At the same time that Youssou N'Dour was formulating his Egypt project, former Star Band de Dakar and Orchestra Baobab star Thione Seck was creating an even more adventurous exploration of the relationship between south and east, Orientation. Recorded between 1999 and 2002, and produced by Ibrahima Sylla and François Breant, more than 40 Egyptian, Indian, French and Senegalese musicians were involved in this project. Youssou's project may have hit the market first, but I think Orientation surpasses it.
HIGHLY recommended!

   

Listen:
Siiw
Blain Djigueul
Mapenda
Manmignoul

“a long-awaited and profoundly fabulous album...one of the most ambitious projects to come out of Africa in recent years” - Lucy Duran, SONGLINES

“Orientation is a wide-screen epic of operatic intensity.” - Howard Male, THE INDEPENDENT ON SUNDAY

"Beginning in 1999, Thione Seck spent three years recording an album that fused his West African roots with the music of the Middle and Far East. Then, his French record company went bust, and it has taken him until now to get back the tapes. In the meantime, Youssou N’Dour released Egypt, an album based on a remarkably similar musical concept, that cleaned up at every world music award last year. The result is that Orientation sounds like a copycat exercise, when it isn’t. Indeed, Seck’s vision is even more ambitious — Orientation features both Egyptian strings and Indian musicians. Who had the idea first hardly matters — N’Dour’s record was a masterpiece, but Seck’s isn’t far behind." - NIGEL WILLIAMSON, The Times (London)

Press from the label:
Thione Seck may not yet be as well known to the world at large as his countrymen, Youssou N'Dour, Baaba Maal or Ismael Lô, but in Senegal he is regarded as the most poetic songwriter and greatest singer of them all. His new album – his masterpiece – will undoubtedly raise his international profile and compel audiences far and wide to re-orient their notions of Senegalese music.
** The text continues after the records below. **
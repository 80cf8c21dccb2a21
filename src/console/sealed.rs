//! Single-unwrap adapter
//!
//! The evaluation result type is exactly one layer of asynchronicity around
//! a plain value, and the driver must control how many layers are unwrapped.
//! `Sealed` is the arity-one wrapper that enforces this: the driver awaits
//! interpreter futures through it and nowhere else, so exactly one layer is
//! resolved regardless of what the resulting value itself wraps — never a
//! transitive unwrap by whatever awaits further up the stack.

use crate::evaluator::{EvalOutcome, PendingResult, ReleaseGuard};

/// Arity-one wrapper around a pending evaluation.
pub struct Sealed {
    slot: [PendingResult; 1],
}

impl Sealed {
    /// Seal a pending result for a single-layer await.
    pub fn new(pending: PendingResult) -> Self {
        Self { slot: [pending] }
    }

    /// Await exactly one layer and surrender the release guard.
    ///
    /// The guard must outlive rendering: the interpreter-side resource is
    /// freed when the caller releases it, or when the guard drops —
    /// whichever comes first, on every exit path.
    pub async fn open(self) -> (EvalOutcome, ReleaseGuard) {
        let [pending] = self.slot;
        let outcome = pending.future.await;
        (outcome, pending.guard)
    }
}

#[cfg(test)]
mod tests {
    use std::sync::Arc;
    use std::sync::atomic::{AtomicUsize, Ordering};

    use super::*;
    use crate::evaluator::Value;

    #[tokio::test]
    async fn test_open_resolves_one_layer() {
        let sealed = Sealed::new(PendingResult::ready(Ok(Value::Plain("2".to_string()))));
        let (outcome, _guard) = sealed.open().await;
        assert!(matches!(outcome, Ok(Value::Plain(repr)) if repr == "2"));
    }

    #[tokio::test]
    async fn test_guard_survives_until_dropped() {
        let released = Arc::new(AtomicUsize::new(0));
        let hook_released = released.clone();
        let pending = PendingResult::new(
            Box::pin(async { Ok(Value::None) }),
            ReleaseGuard::new(move || {
                hook_released.fetch_add(1, Ordering::SeqCst);
            }),
        );

        let (outcome, guard) = Sealed::new(pending).open().await;
        assert!(matches!(outcome, Ok(Value::None)));
        assert_eq!(released.load(Ordering::SeqCst), 0);

        drop(guard);
        assert_eq!(released.load(Ordering::SeqCst), 1);
    }
}
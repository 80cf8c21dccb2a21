//! Interline CLI - line-oriented console driving the built-in loopback
//! evaluator.
//!
//! Reads one submission per line from stdin; Ctrl-C is routed to the
//! interrupt controller instead of killing the process.

use std::path::PathBuf;
use std::sync::Arc;

use clap::Parser;
use interline::console::{Console, ConsoleConfig};
use interline::evaluator::loopback::LoopbackEvaluator;
use interline::terminal::StdioTerminal;
use tokio::io::{AsyncBufReadExt, BufReader};

#[derive(Parser)]
#[command(name = "interline")]
#[command(about = "Interactive console for an embedded interpreter", long_about = None)]
struct Cli {
    /// JSON configuration file
    #[arg(short, long)]
    config: Option<PathBuf>,

    /// Disable the prompt's blinking cursor
    #[arg(long)]
    no_blink: bool,

    /// Suppress the greeting banner
    #[arg(long)]
    quiet: bool,

    /// Script to run (and echo) before entering the interactive loop
    script: Option<PathBuf>,
}

#[tokio::main(flavor = "current_thread")]
async fn main() -> Result<(), Box<dyn std::error::Error>> {
    // Initialize tracing
    tracing_subscriber::fmt()
        .with_env_filter(
            tracing_subscriber::EnvFilter::from_default_env()
                .add_directive(tracing::Level::WARN.into()),
        )
        .init();

    let cli = Cli::parse();

    let mut config = match &cli.config {
        Some(path) => ConsoleConfig::load(path)?,
        None => ConsoleConfig::default(),
    };
    if cli.no_blink {
        config.cursor_blink = false;
    }
    if cli.quiet {
        config.greeting = None;
    }

    let terminal = Arc::new(StdioTerminal::new(config.cursor_blink));
    let console = Console::start(
        config,
        terminal.clone(),
        Box::new(LoopbackEvaluator::new()),
    );
    let driver = console.driver();

    if let Some(script) = &cli.script {
        driver.run_file(script, true).await?;
    }

    let mut lines = BufReader::new(tokio::io::stdin()).lines();
    loop {
        terminal.show_prompt();
        tokio::select! {
            line = lines.next_line() => {
                match line? {
                    Some(line) => driver.interpret(&line).await?,
                    None => break,
                }
            }
            _ = tokio::signal::ctrl_c() => {
                driver.interrupt();
            }
        }
    }

    Ok(())
}
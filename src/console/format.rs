//! Output formatting
//!
//! Length-bounded value rendering, terminal markup escaping, and the
//! windowed line-context report pinpointing which physical line of a
//! multi-line command failed.

/// Fixed-width rule bounding the context report.
const RULE: &str = "----------------------------------------";

/// Marker appended to the failing line of a context report.
const ERROR_MARKER: &str = "    <-- Error here!";

/// Length-bound a rendered representation, keeping its head and tail.
///
/// Representations longer than `limit` characters are cut to the first and
/// last `limit / 2` characters around `separator`.
pub fn shorten_repr(text: &str, limit: usize, separator: &str) -> String {
    let count = text.chars().count();
    if count <= limit {
        return text.to_string();
    }
    let split = limit / 2;
    let head: String = text.chars().take(split).collect();
    let tail: String = text.chars().skip(count - split).collect();
    format!("{head}{separator}{tail}")
}

/// Escape bracket pairs the terminal's markup layer would interpret.
pub fn escape_markup(text: &str) -> String {
    text.replace("[[", "&lsqb;&lsqb;").replace("]]", "&rsqb;&rsqb;")
}

/// Windowed, line-numbered context dump centered on the failing line.
///
/// `failing` is the 1-based physical line index. The window covers up to
/// `window` lines on each side, clipped to the command; numbers are
/// zero-padded to the width of the largest number shown.
pub fn context_report(lines: &[&str], failing: usize, window: usize) -> String {
    let total = lines.len();
    let first = failing.saturating_sub(window).max(1);
    let last = (failing + window).min(total);
    let width = digits(last);

    let mut report = format!("Error occurred at line {failing}:\n{RULE}\n");
    for number in first..=last {
        let line = lines[number - 1];
        if number == failing {
            report.push_str(&format!("{number:0width$}: {line}{ERROR_MARKER}\n"));
        } else {
            report.push_str(&format!("{number:0width$}: {line}\n"));
        }
    }
    report.push_str(RULE);
    report.push('\n');
    report
}

fn digits(n: usize) -> usize {
    n.to_string().len()
}
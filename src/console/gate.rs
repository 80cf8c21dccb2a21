//! Execution serializer
//!
//! A mutual-exclusion gate admitting one command at a time. Waiters are
//! admitted in FIFO submission order, so commands are processed strictly in
//! the order they were submitted even when the terminal delivers the next
//! one before the previous finished.

use std::sync::Arc;

use tokio::sync::{OwnedSemaphorePermit, Semaphore};

/// FIFO gate serializing command processing.
#[derive(Clone)]
pub struct ExecGate {
    permits: Arc<Semaphore>,
}

/// Held while a command is being processed; releases the gate on drop, so
/// the lock is released on every exit path.
pub struct GateGuard {
    _permit: OwnedSemaphorePermit,
}

impl ExecGate {
    /// Create an open gate.
    pub fn new() -> Self {
        Self {
            permits: Arc::new(Semaphore::new(1)),
        }
    }

    /// Wait until no other command is in flight, then hold the gate.
    pub async fn acquire(&self) -> GateGuard {
        let permit = self
            .permits
            .clone()
            .acquire_owned()
            .await
            .expect("gate semaphore never closed");
        GateGuard { _permit: permit }
    }

    /// Wait for quiescence without holding the gate.
    pub async fn ready(&self) {
        drop(self.acquire().await);
    }
}

impl Default for ExecGate {
    fn default() -> Self {
        Self::new()
    }
}
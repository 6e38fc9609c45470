//! Vigil kubehub: resolves the watched kind, streams list+watch events into the mirrored cache,
//! and performs optimistic-concurrency writes back to the API server.

#![forbid(unsafe_code)]

use anyhow::{anyhow, Context, Result};
use futures::StreamExt;
use kube::{
    api::{Api, PostParams},
    core::{ApiResource, DynamicObject, GroupVersionKind, TypeMeta},
    discovery::{self, Scope},
    runtime::{watcher::{self, Event}, WatchStreamExt},
    Client,
};
use metrics::counter;
use tokio::sync::mpsc;
use tracing::{debug, info, warn};
use vigil_core::{CachedObject, Delta, ObjectWriter, WriteError};

pub async fn client() -> Result<Client> {
    Client::try_default().await.context("building kube client from kubeconfig/in-cluster env")
}

/// Parse `v1/Kind` or `group/v1/Kind`.
pub fn parse_gvk_key(key: &str) -> Result<GroupVersionKind> {
    let parts: Vec<_> = key.split('/').collect();
    match parts.as_slice() {
        [version, kind] if !version.is_empty() && !kind.is_empty() => Ok(GroupVersionKind::gvk("", version, kind)),
        [group, version, kind] if !version.is_empty() && !kind.is_empty() => Ok(GroupVersionKind::gvk(group, version, kind)),
        _ => Err(anyhow!("invalid gvk key: {} (expect v1/Kind or group/v1/Kind)", key)),
    }
}

/// The watched kind, resolved against the cluster.
#[derive(Clone)]
pub struct Target {
    pub client: Client,
    pub resource: ApiResource,
    pub namespaced: bool,
    /// Namespace filter for list+watch; `None` watches all namespaces.
    pub namespace: Option<String>,
}

impl Target {
    pub async fn resolve(client: Client, gvk_key: &str, namespace: Option<&str>) -> Result<Self> {
        let gvk = parse_gvk_key(gvk_key)?;
        let (resource, caps) = discovery::pinned_kind(&client, &gvk)
            .await
            .with_context(|| format!("resolving {gvk_key} via discovery"))?;
        let namespaced = matches!(caps.scope, Scope::Namespaced);
        if !namespaced && namespace.is_some() {
            warn!(gvk = %gvk_key, "namespace filter ignored for cluster-scoped kind");
        }
        let namespace = if namespaced { namespace.map(str::to_string) } else { None };
        Ok(Self { client, resource, namespaced, namespace })
    }

    /// Api used for list+watch.
    pub fn watch_api(&self) -> Api<DynamicObject> {
        match self.namespace.as_deref() {
            Some(ns) => Api::namespaced_with(self.client.clone(), ns, &self.resource),
            None => Api::all_with(self.client.clone(), &self.resource),
        }
    }

    pub fn writer(&self) -> KubeWriter {
        KubeWriter { client: self.client.clone(), resource: self.resource.clone(), namespaced: self.namespaced }
    }
}

fn strip_managed_fields(v: &mut serde_json::Value) {
    if let Some(meta) = v.get_mut("metadata") {
        if let Some(obj) = meta.as_object_mut() {
            obj.remove("managedFields");
        }
    }
}

fn cached_from(obj: &DynamicObject) -> Result<CachedObject> {
    let mut raw = serde_json::to_value(obj).context("serializing DynamicObject")?;
    strip_managed_fields(&mut raw);
    CachedObject::from_raw(raw).context("decoding object metadata")
}

fn cached_list(list: &[DynamicObject]) -> Vec<CachedObject> {
    list.iter()
        .filter_map(|o| match cached_from(o) {
            Ok(c) => Some(c),
            Err(e) => {
                warn!(error = %e, name = ?o.metadata.name, "skipping undecodable object");
                None
            }
        })
        .collect()
}

/// Run list+watch for `target` and forward deltas to the cache until the cache stops listening.
///
/// Watch errors are retried with the watcher's default backoff; every (re)list arrives as
/// [`Delta::Replaced`].
pub async fn start_watcher(target: &Target, delta_tx: mpsc::Sender<Delta>) -> Result<()> {
    let stream = watcher::watcher(target.watch_api(), watcher::Config::default()).default_backoff();
    futures::pin_mut!(stream);
    info!(kind = %target.resource.kind, ns = ?target.namespace, "watcher started");
    while let Some(ev) = stream.next().await {
        let delta = match ev {
            Ok(Event::Applied(o)) => match cached_from(&o) {
                Ok(c) => Delta::Applied(c),
                Err(e) => {
                    warn!(error = %e, "skipping undecodable object");
                    continue;
                }
            },
            Ok(Event::Deleted(o)) => match cached_from(&o) {
                Ok(c) => Delta::Deleted(c),
                Err(e) => {
                    warn!(error = %e, "skipping undecodable delete");
                    continue;
                }
            },
            Ok(Event::Restarted(list)) => {
                debug!(count = list.len(), "watch (re)listed");
                Delta::Replaced(cached_list(&list))
            }
            Err(e) => {
                counter!("vigil_watch_errors_total", 1u64);
                warn!(error = %e, "watch error; backing off");
                continue;
            }
        };
        if delta_tx.send(delta).await.is_err() {
            debug!("cache closed; stopping watcher");
            return Ok(());
        }
    }
    warn!("watcher stream ended");
    Ok(())
}

/// Maps API failures onto the writer contract.
pub fn classify(err: kube::Error) -> WriteError {
    match err {
        kube::Error::Api(ae) => match ae.code {
            409 => WriteError::Conflict(ae.message),
            404 => WriteError::NotFound(ae.message),
            400 | 422 => WriteError::Invalid(ae.message),
            _ => WriteError::Transient(format!("{} ({})", ae.message, ae.code)),
        },
        other => WriteError::Transient(other.to_string()),
    }
}

/// Writes objects back with `replace` (PUT). The request carries `metadata.resourceVersion`,
/// so the server rejects it with 409 if the object moved on since it was cached.
#[derive(Clone)]
pub struct KubeWriter {
    client: Client,
    resource: ApiResource,
    namespaced: bool,
}

impl KubeWriter {
    fn api_for(&self, namespace: Option<&str>) -> Result<Api<DynamicObject>, WriteError> {
        match (self.namespaced, namespace) {
            (true, Some(ns)) => Ok(Api::namespaced_with(self.client.clone(), ns, &self.resource)),
            (true, None) => Err(WriteError::Invalid("namespace required for namespaced kind".into())),
            (false, _) => Ok(Api::all_with(self.client.clone(), &self.resource)),
        }
    }
}

#[async_trait::async_trait]
impl ObjectWriter for KubeWriter {
    async fn update(&self, obj: &CachedObject) -> Result<CachedObject, WriteError> {
        if obj.resource_version.is_none() {
            // Without a version the PUT would be unconditional.
            return Err(WriteError::Invalid(format!("{} has no resourceVersion", obj.key())));
        }
        let api = self.api_for(obj.namespace.as_deref())?;
        let mut dynobj: DynamicObject =
            serde_json::from_value(obj.raw.clone()).map_err(|e| WriteError::Invalid(format!("decoding object: {e}")))?;
        dynobj.types = Some(TypeMeta { api_version: self.resource.api_version.clone(), kind: self.resource.kind.clone() });
        let stored = api.replace(&obj.name, &PostParams::default(), &dynobj).await.map_err(classify)?;
        cached_from(&stored).map_err(|e| WriteError::Transient(format!("decoding server response: {e}")))
    }
}
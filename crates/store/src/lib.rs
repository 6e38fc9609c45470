//! Vigil store: the mirrored cache.
//!
//! A single ingest task applies deltas from the change stream to an identity-keyed map, publishes
//! an immutable snapshot, and only then emits change notifications for the batch, so any key a
//! subscriber is told about can already be read back from the cache.

#![forbid(unsafe_code)]

use std::sync::Arc;
use std::time::Duration;

use arc_swap::ArcSwap;
use metrics::{counter, gauge};
use rustc_hash::FxHashMap;
use tokio::sync::{mpsc, watch};
use tracing::{debug, info};
use vigil_core::{CachedObject, Delta, Notification, ObjectCache, ObjectKey};

/// Immutable view of the cache at one epoch.
#[derive(Debug, Default)]
pub struct Snapshot {
    pub epoch: u64,
    pub objects: FxHashMap<ObjectKey, Arc<CachedObject>>,
}

/// How a bounded wait for the initial listing ended.
#[derive(Debug, Clone, Copy, PartialEq, Eq)]
pub enum SyncWait {
    Synced,
    TimedOut,
    /// The change stream ended first; the cache can no longer sync.
    Closed,
}

impl SyncWait {
    pub fn is_synced(self) -> bool { self == SyncWait::Synced }
}

/// Applies deltas to the cache contents and reports what changed.
#[derive(Default)]
pub struct CacheBuilder {
    epoch: u64,
    synced: bool,
    objects: FxHashMap<ObjectKey, Arc<CachedObject>>,
}

impl CacheBuilder {
    pub fn new() -> Self { Self::default() }

    pub fn len(&self) -> usize { self.objects.len() }
    pub fn is_empty(&self) -> bool { self.objects.is_empty() }
    pub fn epoch(&self) -> u64 { self.epoch }
    /// True once a full listing (`Delta::Replaced`) has been applied.
    pub fn synced(&self) -> bool { self.synced }

    fn upsert(&mut self, obj: CachedObject, out: &mut Vec<Notification>) {
        let new = Arc::new(obj);
        match self.objects.insert(new.key(), Arc::clone(&new)) {
            Some(old) => out.push(Notification::Updated { old, new }),
            None => out.push(Notification::Added(new)),
        }
    }

    /// Apply a batch and return the notifications it produces, in order.
    pub fn apply(&mut self, batch: Vec<Delta>) -> Vec<Notification> {
        let mut out = Vec::with_capacity(batch.len());
        for d in batch {
            match d {
                Delta::Applied(obj) => self.upsert(obj, &mut out),
                Delta::Deleted(obj) => {
                    // Deletes for unknown objects are still reported; the consumer re-reads state anyway.
                    let gone = self.objects.remove(&obj.key()).unwrap_or_else(|| Arc::new(obj));
                    out.push(Notification::Deleted(gone));
                }
                Delta::Replaced(list) => {
                    let mut previous = std::mem::take(&mut self.objects);
                    for obj in list {
                        let new = Arc::new(obj);
                        let key = new.key();
                        match previous.remove(&key) {
                            Some(old) => out.push(Notification::Updated { old, new: Arc::clone(&new) }),
                            None => out.push(Notification::Added(Arc::clone(&new))),
                        }
                        self.objects.insert(key, new);
                    }
                    // Whatever the relist no longer contains was deleted while we were not watching.
                    let mut stale: Vec<_> = previous.into_values().collect();
                    stale.sort_by(|a, b| a.key().cmp(&b.key()));
                    out.extend(stale.into_iter().map(Notification::Deleted));
                    self.synced = true;
                }
            }
        }
        self.epoch = self.epoch.saturating_add(1);
        out
    }

    /// Re-deliver every cached object as an update to itself.
    pub fn resync(&self) -> Vec<Notification> {
        let mut all: Vec<_> = self.objects.values().cloned().collect();
        all.sort_by(|a, b| a.key().cmp(&b.key()));
        all.into_iter().map(|o| Notification::Updated { old: Arc::clone(&o), new: o }).collect()
    }

    pub fn freeze(&self) -> Arc<Snapshot> {
        Arc::new(Snapshot { epoch: self.epoch, objects: self.objects.clone() })
    }
}

/// Read handle to the cache. Cheap to clone.
#[derive(Clone)]
pub struct CacheHandle {
    snap: Arc<ArcSwap<Snapshot>>,
    epoch_rx: watch::Receiver<u64>,
    synced_rx: watch::Receiver<bool>,
}

impl CacheHandle {
    pub fn current(&self) -> Arc<Snapshot> { self.snap.load_full() }
    pub fn subscribe_epoch(&self) -> watch::Receiver<u64> { self.epoch_rx.clone() }

    /// All cached objects ordered by identity.
    pub fn list(&self) -> Vec<Arc<CachedObject>> {
        let snap = self.snap.load();
        let mut all: Vec<_> = snap.objects.values().cloned().collect();
        all.sort_by(|a, b| a.key().cmp(&b.key()));
        all
    }

    pub fn len(&self) -> usize { self.snap.load().objects.len() }
    pub fn is_empty(&self) -> bool { self.len() == 0 }

    /// Wait up to `timeout` for the initial listing.
    pub async fn wait_for_sync(&self, timeout: Duration) -> SyncWait {
        let mut rx = self.synced_rx.clone();
        let res = tokio::time::timeout(timeout, async { rx.wait_for(|synced| *synced).await.map(|_| ()) }).await;
        match res {
            Ok(Ok(())) => SyncWait::Synced,
            // Sender dropped: the ingest loop stopped before the initial listing arrived.
            Ok(Err(_)) => SyncWait::Closed,
            Err(_) => SyncWait::TimedOut,
        }
    }
}

impl ObjectCache for CacheHandle {
    fn get(&self, key: &ObjectKey) -> Option<Arc<CachedObject>> { self.snap.load().objects.get(key).cloned() }
    fn is_synced(&self) -> bool { *self.synced_rx.borrow() }
}

fn deliver(notify_tx: &mpsc::UnboundedSender<Notification>, notes: Vec<Notification>) {
    for n in notes {
        // Receiver gone means nobody is reconciling any more; keep the cache itself running.
        let _ = notify_tx.send(n);
    }
}

/// Spawn the ingest loop. Returns the delta sender for the change stream, a read handle, and the
/// notification stream. `resync` re-delivers every object periodically once synced.
pub fn spawn_ingest(
    cap: usize,
    resync: Option<Duration>,
) -> (mpsc::Sender<Delta>, CacheHandle, mpsc::UnboundedReceiver<Notification>) {
    let cap = cap.max(1);
    let (tx, mut rx) = mpsc::channel::<Delta>(cap);
    let (notify_tx, notify_rx) = mpsc::unbounded_channel();
    let snap = Arc::new(ArcSwap::from_pointee(Snapshot::default()));
    let (epoch_tx, epoch_rx) = watch::channel(0u64);
    let (synced_tx, synced_rx) = watch::channel(false);
    let snap_clone = Arc::clone(&snap);

    tokio::spawn(async move {
        let mut builder = CacheBuilder::new();
        let mut ticker = resync.filter(|p| !p.is_zero()).map(|p| {
            let mut t = tokio::time::interval_at(tokio::time::Instant::now() + p, p);
            t.set_missed_tick_behavior(tokio::time::MissedTickBehavior::Skip);
            t
        });
        loop {
            tokio::select! {
                maybe = rx.recv() => {
                    let Some(first) = maybe else {
                        debug!("delta channel closed; exiting ingest loop");
                        break;
                    };
                    let mut batch = vec![first];
                    while batch.len() < cap {
                        match rx.try_recv() {
                            Ok(d) => batch.push(d),
                            Err(_) => break,
                        }
                    }
                    counter!("vigil_cache_deltas_total", batch.len() as u64);
                    let notes = builder.apply(batch);
                    let next = builder.freeze();
                    let epoch = next.epoch;
                    gauge!("vigil_cache_objects", next.objects.len() as f64);
                    snap_clone.store(next);
                    let _ = epoch_tx.send(epoch);
                    if builder.synced() && !*synced_tx.borrow() {
                        info!(objects = builder.len(), "cache synced");
                        synced_tx.send_replace(true);
                    }
                    deliver(&notify_tx, notes);
                }
                _ = async {
                    match ticker.as_mut() {
                        Some(t) => { t.tick().await; }
                        None => std::future::pending::<()>().await,
                    }
                } => {
                    if builder.synced() {
                        debug!(objects = builder.len(), "periodic resync");
                        deliver(&notify_tx, builder.resync());
                    }
                }
            }
        }
        info!("ingest loop stopped");
    });

    (tx, CacheHandle { snap, epoch_rx, synced_rx }, notify_rx)
}
//! Lifecycle: start the change stream, wait for the cache, run workers, drain on cancellation.

use std::future::Future;
use std::sync::Arc;
use std::time::Duration;

use tokio::sync::mpsc;
use tokio::task::JoinSet;
use tokio_util::sync::CancellationToken;
use tracing::{error, info, warn};
use vigil_core::{Notification, ObjectWriter};
use vigil_queue::WorkQueue;
use vigil_store::{CacheHandle, SyncWait};

use crate::bridge::NotificationBridge;
use crate::error::ControllerError;
use crate::policy::Policy;
use crate::sync::Reconciler;
use crate::worker::run_worker;

#[derive(Debug, Clone)]
pub struct ControllerConfig {
    /// Queue name, used as a metrics label.
    pub name: String,
    pub workers: usize,
    /// Upper bound on waiting for the initial listing.
    pub sync_timeout: Duration,
    /// Upper bound on waiting for in-flight syncs after cancellation.
    pub shutdown_grace: Duration,
}

impl Default for ControllerConfig {
    fn default() -> Self {
        Self {
            name: "vigil".to_string(),
            workers: 2,
            sync_timeout: Duration::from_secs(60),
            shutdown_grace: Duration::from_secs(30),
        }
    }
}

pub struct Controller {
    config: ControllerConfig,
    cache: CacheHandle,
    notifications: mpsc::UnboundedReceiver<Notification>,
    queue: WorkQueue<String>,
    reconciler: Reconciler,
}

impl Controller {
    pub fn new(
        config: ControllerConfig,
        cache: CacheHandle,
        notifications: mpsc::UnboundedReceiver<Notification>,
        writer: Arc<dyn ObjectWriter>,
        policy: Arc<dyn Policy>,
    ) -> Self {
        let queue = WorkQueue::new(&config.name);
        Self::with_queue(config, cache, notifications, writer, policy, queue)
    }

    /// Like [`new`](Self::new) with a caller-built queue (custom rate limiting).
    pub fn with_queue(
        config: ControllerConfig,
        cache: CacheHandle,
        notifications: mpsc::UnboundedReceiver<Notification>,
        writer: Arc<dyn ObjectWriter>,
        policy: Arc<dyn Policy>,
        queue: WorkQueue<String>,
    ) -> Self {
        let reconciler = Reconciler::new(Arc::new(cache.clone()), writer, policy);
        Self { config, cache, notifications, queue, reconciler }
    }

    pub fn queue(&self) -> WorkQueue<String> { self.queue.clone() }

    /// Run until `cancel` fires.
    ///
    /// `source` is the change stream feeding the cache; it is stopped on cancellation. Fails only
    /// before the cache has synced (timeout, change stream ended, or cancellation), in which case
    /// no worker is started.
    pub async fn run<S>(self, source: S, cancel: CancellationToken) -> Result<(), ControllerError>
    where
        S: Future<Output = ()> + Send + 'static,
    {
        let Controller { config, cache, notifications, queue, reconciler } = self;
        info!(name = %config.name, workers = config.workers, "starting controller");

        let stop = cancel.child_token();
        let source_task = tokio::spawn({
            let stop = stop.clone();
            async move {
                tokio::select! {
                    _ = source => warn!("change stream ended"),
                    _ = stop.cancelled() => {}
                }
            }
        });
        let bridge_task = tokio::spawn(NotificationBridge::new(queue.clone()).run(notifications, stop.clone()));

        let failure = tokio::select! {
            waited = cache.wait_for_sync(config.sync_timeout) => match waited {
                SyncWait::Synced => None,
                SyncWait::TimedOut => Some(ControllerError::CacheSyncTimeout(config.sync_timeout)),
                SyncWait::Closed => Some(ControllerError::SourceEnded),
            },
            _ = cancel.cancelled() => Some(ControllerError::Cancelled),
        };
        if let Some(e) = failure {
            error!(error = %e, "cache failed to sync; not starting workers");
            queue.shutdown();
            stop.cancel();
            let _ = source_task.await;
            let _ = bridge_task.await;
            return Err(e);
        }
        info!(objects = cache.len(), "cache synced; starting workers");

        let mut workers = JoinSet::new();
        for id in 0..config.workers.max(1) {
            workers.spawn(run_worker(id, queue.clone(), reconciler.clone()));
        }

        cancel.cancelled().await;
        info!("shutdown requested; draining workers");
        stop.cancel();
        queue.shutdown();

        let drained = tokio::time::timeout(config.shutdown_grace, async {
            while let Some(res) = workers.join_next().await {
                if let Err(e) = res {
                    error!(error = %e, "worker task failed");
                }
            }
        })
        .await;
        if drained.is_err() {
            warn!(grace = ?config.shutdown_grace, remaining = workers.len(), "workers did not finish in time; aborting");
            workers.abort_all();
        }
        let _ = source_task.await;
        let _ = bridge_task.await;
        info!("controller stopped");
        Ok(())
    }
}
Thione Seck was born a gewel – a griot, one whose family heritage bestows on him both the responsibility to remember the history, genealogies and wisdom of the Wolof people and the skill to turn recitations into art that entertains and inspires. He was also raised a Mouride – a follower of Cheikh Amadou Bamba, the Muslim mystic and Senegalese nation hero (1853-1927). Thione's great-grandfather was a gewel in the court of the King of Cayor, his grandfather was a famous itinerant gewel, and his father is an anointed singer of Cheikh Amadou Bamba's verses. Inheriting the supple Seck voice and learning his elders' lessons, Thione (whose given name is pronounced chôn) was bound to be heard in the land.

But he has gone farther than his forebears. When he was 16 he joined a professional dance band that brandished horns and electric guitars, and soon he was recruited into the Star Band of Dakar, the pre-eminent Senegalese dance band of the 1960s. He sang with Orchestre Baobab from 1973 to 1977, the years when that band, with its Afro-Latin sound, was rising to the top of the Dakar music scene, and at the same time he led a family group that featured the Wolof xalam lute and sabar drums. Upon leaving Baobab he formed Raam Daan, a band that played traditional rhythms and melodies on modern instruments, much as Youssou N'Dour's Étoile de Dakar and Ismael Lô's and Omar Pene's Super Diamono were also doing in the late 70s and early 80s. Seck was one of the originators of mbalax, which has been Senegal's most popular sound since then. His cassettes were huge hits in the local market, and eventually his music reached Europe and North America. Stern's Africa released Le Pouvoir d'un Coeur Pur in 1988 and Daaly in 1997.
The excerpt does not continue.